SOUTH PASADENA, Fla. — Florida state representative Linda Chaney announced the dedicated bus and turn lane on Pasadena Avenue will now be open to all traffic. That lane went into place in 2022 when the Pinellas Suncoast Transit Authority opened the SunRunner.
On Tuesday, crews were removing signs that designated the right lane on Pasadena Avenue for buses, bikes, and right turns only. While some believe the change will help ease congestion, others say the dedicated lane served an important purpose.
Rep. Chaney noted bus ridership is low, and the dedicated bus and bike lane is a headache for drivers.

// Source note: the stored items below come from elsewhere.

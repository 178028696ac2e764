//! Engine state persisted through the settings store: the one-slot sync
//! queue (so a crash does not lose a queued request) and the approval gate.

use drift_core::{ConflictDetail, Manifest};
use serde::{Deserialize, Serialize};

use crate::{SettingsStore, StoreError};

#[derive(Debug, Clone, Default, Serialize, Deserialize, PartialEq)]
#[serde(rename_all = "camelCase")]
pub struct ApprovalState {
    pub waiting_for_approval: bool,
    pub pending_deletions: Vec<String>,
    pub conflicts: Vec<ConflictDetail>,
}

fn queue_key(engine_id: u32) -> String {
    format!("engine_queue_{engine_id}")
}

fn approval_key(engine_id: u32) -> String {
    format!("approval_state_{engine_id}")
}

pub fn save_engine_queue(
    store: &dyn SettingsStore,
    engine_id: u32,
    manifest: &Manifest,
) -> Result<(), StoreError> {
    let json = serde_json::to_string(manifest).map_err(|e| StoreError::Encoding(e.to_string()))?;
    store.save_setting(&queue_key(engine_id), &json)
}

pub fn load_engine_queue(
    store: &dyn SettingsStore,
    engine_id: u32,
) -> Result<Option<Manifest>, StoreError> {
    match store.get_setting(&queue_key(engine_id))? {
        Some(json) if !json.is_empty() => Ok(serde_json::from_str(&json).ok()),
        _ => Ok(None),
    }
}

pub fn clear_engine_queue(store: &dyn SettingsStore, engine_id: u32) -> Result<(), StoreError> {
    store.save_setting(&queue_key(engine_id), "")
}

pub fn save_approval_state(
    store: &dyn SettingsStore,
    engine_id: u32,
    state: &ApprovalState,
) -> Result<(), StoreError> {
    let json = serde_json::to_string(state).map_err(|e| StoreError::Encoding(e.to_string()))?;
    store.save_setting(&approval_key(engine_id), &json)
}

pub fn load_approval_state(
    store: &dyn SettingsStore,
    engine_id: u32,
) -> Result<Option<ApprovalState>, StoreError> {
    match store.get_setting(&approval_key(engine_id))? {
        Some(json) if !json.is_empty() => Ok(serde_json::from_str(&json).ok()),
        _ => Ok(None),
    }
}

pub fn clear_approval_state(store: &dyn SettingsStore, engine_id: u32) -> Result<(), StoreError> {
    store.save_setting(&approval_key(engine_id), "")
}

“Today, you the taxpayers, get your road back,” Rep. Chaney said. “Parents just trying to get their kids where they need to go and emergency responders just trying to navigate these streets face delays and risks that no one should have to face,” Rep. Chaney said.
St. Pete Beach resident Claudine Reece said traffic has been worse since a fire destroyed the Dolphin Village Publix.
“So for instance, every single resident on the beach now has to come to the grocery store. You have to access one of those two entries and this is going to be great to free up that and get a lot of less bottleneck traffic,” Reece said.
In 2024, Rep. Chaney backed HB 1301, requiring FDOT to study traffic congestion and safety before repurposing existing lanes.
“And what they found is a 50 percent increase in crashes annually, jumping from 36 to 54 annual crashes,” Rep. Chaney said.
PSTA said an FDOT study from 2023 shows there were no significant changes after the special lane was implemented. FDOT’s crash data management system reported more than 100 severe and fatal crashes in 2024 and 37 so far this year.
“This impacts everybody. The reliability of the service, the safety for drivers. We’re going to go back to having more accidents before the bus and turn lanes were installed,” Franklin Alves, with Activate St. Pete, said. “We have so many other things we can have our representative focus on, but we’re celebrating making a service worse for people.”
Representative Chaney said it will take a couple of weeks for FDOT to remove the bus lane markings on the street.